CN111269595A - Flame-retardant reflective heat-insulation texture coating and preparation method thereof - Google Patents

Abstract

The invention discloses a flame-retardant reflective heat-insulation texture coating, which comprises, by mass, 2000 parts of water 1200-. The invention has the five-in-one effects of heat reflection and heat insulation performance, heat preservation performance, fireproof and flame retardant performance, environmental protection and decorative performance; and the construction can be carried out by adopting the modes of spraying, batch coating, blade coating, roller coating and the like, and the use is convenient.

Description

Flame-retardant reflective heat-insulation texture coating and preparation method thereof

Technical Field

The invention belongs to the technical field of architectural coatings, and particularly relates to a flame-retardant reflective heat-insulation texture coating; in particular to a preparation method of the flame-retardant reflective heat-insulation texture coating.

Background

Materials which when applied to the surface of an object adhere well to the substrate material and form a complete, tough, protective film are known as architectural coatings. The effect of the coating can be summarized in three aspects: protection, decoration and special functions. General composition of the coating: comprises film forming matter, pigment and filler, solvent and auxiliary agent.

Under the advocation and call of national policy of energy conservation and emission reduction, the eight-door five-flower heat-insulating material is developed in the building material industry in recent years. The heat insulating materials have various performances, or the heat insulating performance is not satisfactory, or the strength and the toughness of the materials are not enough, or the fire resistance and the flame retardance are not over-limit, and toxic gas is emitted during combustion.

As a novel heat-insulating material, the heat-reflecting heat-insulating coating is simple to construct and maintain and has double effects of heat insulation and decoration. At present, although the texture sand-scraping type heat-reflecting heat-insulating coating has an ideal decorative effect, the flame retardant performance and the heat-insulating performance are not fully satisfactory. Therefore, the building material industry is in urgent need of a green environment-friendly product with excellent flame retardant property and thermal insulation property. By reasonably selecting corresponding raw materials and formula structure design, the product has good balance among fire resistance, heat reflection and heat insulation, heat preservation and constructability.

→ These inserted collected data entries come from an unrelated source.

//! Client configuration

use crate::env::EnvLoader;
use crate::{ClientError, Result};
use std::collections::HashMap;
use std::time::Duration;
use tggl_flags::Flag;
use tggl_http_client::{DEFAULT_BASE_URL, HttpClientConfig};
use tggl_reporting::ReportingConfig;

/// Shortest polling interval; shorter ones are raised to it.
pub const MIN_POLLING_INTERVAL: Duration = Duration::from_millis(1);

/// Configuration shared by [`LocalClient`](crate::LocalClient) and
/// [`RemoteClient`](crate::RemoteClient)
#[derive(Debug, Clone)]
pub struct ClientConfig {
    /// API key sent as `x-tggl-api-key`
    pub api_key: Option<String>,
    /// Base URL the endpoint paths are appended to
    pub base_url: Option<String>,
    /// Full endpoint URL, overrides `base_url`
    pub url: Option<String>,
    /// Interval between two config fetches
    pub polling_interval: Duration,
    /// Timeout of config and evaluation requests
    pub request_timeout: Duration,
    /// Flags served until the first fetch succeeds
    pub initial_config: Vec<Flag>,
    /// Usage reporting settings
    pub reporting: ReportingConfig,
}

impl Default for ClientConfig {
    fn default() -> Self {
        Self {
            api_key: None,
            base_url: None,
            url: None,
            polling_interval: Duration::from_millis(5000),
            request_timeout: Duration::from_secs(10),
            initial_config: Vec::new(),
            reporting: ReportingConfig::default(),
        }
    }
}

impl ClientConfig {
    /// Create a new configuration builder
    pub fn builder() -> ClientConfigBuilder {
        ClientConfigBuilder::default()
    }

    /// Configuration with only an API key set
    pub fn with_api_key(api_key: impl Into<String>) -> Self {
        Self::builder().api_key(api_key).build()
    }

    /// Load the configuration from `TGGL_*` environment variables
    ///
    /// A `.env` file in the working directory is loaded first when present.
    pub fn from_env() -> Result<Self> {
        dotenvy::dotenv().ok();
        Self::from_vars(std::env::vars())
    }

    /// Parse the configuration from `TGGL_*` pairs
    ///
    /// Recognized keys: `TGGL_API_KEY`, `TGGL_BASE_URL`, `TGGL_URL`,
    /// `TGGL_POLLING_INTERVAL` (ms), `TGGL_REPORTING`, `TGGL_APP` and
    /// `TGGL_REPORT_INTERVAL` (ms). Other keys are ignored.
    pub fn from_vars<I, K, V>(vars: I) -> Result<Self>
    where
        I: IntoIterator<Item = (K, V)>,
        K: AsRef<str>,
        V: Into<String>,
    {
        let mut vars = EnvLoader::default().collect(vars);
        let mut builder = Self::builder();

        if let Some(key) = vars.remove("api_key") {
            builder = builder.api_key(key);
        }
        if let Some(base_url) = vars.remove("base_url") {
            builder = builder.base_url(base_url);
        }
        if let Some(url) = vars.remove("url") {
            builder = builder.url(url);
        }
        if let Some(interval) = parse_millis(&mut vars, "polling_interval")? {
            builder = builder.polling_interval(interval);
        }

        let mut reporting = ReportingConfig::default();
        if let Some(enabled) = vars.remove("reporting") {
            reporting.enabled = parse_switch("TGGL_REPORTING", &enabled)?;
        }
        if let Some(app) = vars.remove("app") {
            reporting.app = Some(app);
        }
        if let Some(interval) = parse_millis(&mut vars, "report_interval")? {
            reporting.report_interval = interval;
        }

        Ok(builder.reporting(reporting).build())
    }

    /// URL the flag definitions are fetched from
    pub fn config_url(&self) -> String {
        self.endpoint("config")
    }

    /// URL contexts are evaluated at by the remote client
    pub fn flags_url(&self) -> String {
        self.endpoint("flags")
    }

    fn endpoint(&self, path: &str) -> String {
        match (&self.url, &self.base_url) {
            (Some(url), _) => url.clone(),
            (None, Some(base)) => format!("{}/{path}", base.trim_end_matches('/')),
            (None, None) => format!("{DEFAULT_BASE_URL}/{path}"),
        }
    }

    /// Transport settings for config and evaluation requests
    pub fn http_config(&self) -> HttpClientConfig {
        HttpClientConfig::builder()
            .maybe_api_key(self.api_key.clone())
            .timeout(self.request_timeout)
            .build()
    }

    /// Reporting settings with the client's defaults filled in
    ///
    /// The API key and base URL fall back to the client's, and the app
    /// prefix defaults to `tggl-rust:{version}/{client}`.
    pub fn reporting_config(&self, client: &str) -> ReportingConfig {
        let mut reporting = self.reporting.clone();

        if reporting.api_key.is_none() {
            reporting.api_key = self.api_key.clone();
        }
        if reporting.base_url.is_none() {
            reporting.base_url = self.base_url.clone();
        }
        if reporting.app_prefix.is_none() {
            reporting.app_prefix = Some(format!(
                "tggl-rust:{}/{client}",
                env!("CARGO_PKG_VERSION")
            ));
        }

        reporting
    }
}

fn parse_millis(vars: &mut HashMap<String, String>, name: &str) -> Result<Option<Duration>> {
    vars.remove(name)
        .map(|raw| match raw.trim().parse::<u64>() {
            Ok(millis) if millis > 0 => Ok(Duration::from_millis(millis)),
            _ => Err(ClientError::Config(format!(
                "TGGL_{} must be a positive number of milliseconds, got '{raw}'",
                name.to_uppercase()
            ))),
        })
        .transpose()
}

fn parse_switch(name: &str, raw: &str) -> Result<bool> {
    match raw.trim().to_lowercase().as_str() {
        "true" | "1" | "on" | "yes" => Ok(true),
        "false" | "0" | "off" | "no" => Ok(false),
        _ => Err(ClientError::Config(format!(
            "{name} must be true or false, got '{raw}'"
        ))),
    }
}

/// Builder for ClientConfig
#[derive(Default)]
pub struct ClientConfigBuilder {
    config: ClientConfig,
}

impl ClientConfigBuilder {
    pub fn api_key(mut self, key: impl Into<String>) -> Self {
        self.config.api_key = Some(key.into());
        self
    }

    pub fn base_url(mut self, url: impl Into<String>) -> Self {
        self.config.base_url = Some(url.into());
        self
    }

    pub fn url(mut self, url: impl Into<String>) -> Self {
        self.config.url = Some(url.into());
        self
    }

    /// Interval between two config fetches, at least [`MIN_POLLING_INTERVAL`]
    pub fn polling_interval(mut self, interval: Duration) -> Self {
        self.config.polling_interval = interval.max(MIN_POLLING_INTERVAL);
        self
    }

    pub fn request_timeout(mut self, timeout: Duration) -> Self {
        self.config.request_timeout = timeout;
        self
    }

    pub fn initial_config(mut self, flags: impl IntoIterator<Item = Flag>) -> Self {
        self.config.initial_config = flags.into_iter().collect();
        self
    }

    pub fn reporting(mut self, reporting: ReportingConfig) -> Self {
        self.config.reporting = reporting;
        self
    }

    /// Turn usage reporting off
    pub fn disable_reporting(mut self) -> Self {
        self.config.reporting.enabled = false;
        self
    }

    pub fn build(self) -> ClientConfig {
        self.config
    }
}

Therefore, the flame-retardant reflective heat-insulation texture coating meeting the requirements of the modern building industry and the preparation method thereof are provided.

Disclosure of Invention

The invention aims to provide a flame-retardant reflective heat-insulation texture coating and a preparation method thereof, and aims to solve the problem that the prior art is lack of a green environment-friendly coating with excellent flame-retardant performance and heat-insulation performance.

In order to achieve the purpose, the invention adopts the following technical scheme:

the flame-retardant reflective heat-insulation texture coating comprises, by mass, 2000 parts of water 1200-.

Preferably, the formula of the flame-retardant reflective heat-insulation texture coating comprises, by mass, 1200 parts of water, 15 parts of HPMC cellulose, 10 parts of organic ammonia, 30 parts of a defoaming agent, 160 parts of a silicate stabilizer, 10 parts of a nonionic wetting agent, 300 parts of heat-reflective titanium dioxide, 500 parts of barite powder, 300 parts of sericite powder, 800 parts of a nano potassium silicate solution, 800 parts of a cationic emulsion, 50 parts of a film-forming component agent, 30 parts of a non-halogen flame-retardant auxiliary agent, 20 parts of a polyurethane thickener, 1500 parts of vitrified micro bubbles, 3000 parts of texture sand and 100 parts of cold pigment color paste.

Preferably, the formula of the flame-retardant reflective heat-insulation texture coating comprises, by mass, 2000 parts of water, 25 parts of HPMC cellulose, 20 parts of organic ammonia, 40 parts of a defoaming agent, 200 parts of a silicate stabilizer, 15 parts of a nonionic wetting agent, 500 parts of heat-reflective titanium dioxide, 800 parts of barite powder, 500 parts of sericite powder, 1000 parts of a nano potassium silicate solution, 1000 parts of a cationic emulsion, 250 parts of a film-forming component, 120 parts of a non-halogen flame-retardant auxiliary agent, 200 parts of a polyurethane thickener, 2000 parts of vitrified micro bubbles, 4000 parts of texture sand and 500 parts of cold pigment color paste.

Preferably, the formula of the flame-retardant reflective heat-insulation texture coating comprises 1600 parts by mass of water, 20 parts by mass of HPMC cellulose, 15 parts by mass of organic ammonia, 35 parts by mass of a defoaming agent, 180 parts by mass of a silicate stabilizer, 12 parts by mass of a nonionic wetting agent, 400 parts by mass of heat-reflective titanium dioxide, 650 parts by mass of barite powder, 400 parts by mass of sericite powder, 900 parts by mass of a nano potassium silicate solution, 900 parts by mass of a cationic emulsion, 150 parts by mass of a film-forming component agent, 70 parts by mass of a non-halogen flame-retardant auxiliary agent, 110 parts by mass of a polyurethane thickener, 1800 parts by mass of vitrified micro-beads, 3500 parts by mass of texture.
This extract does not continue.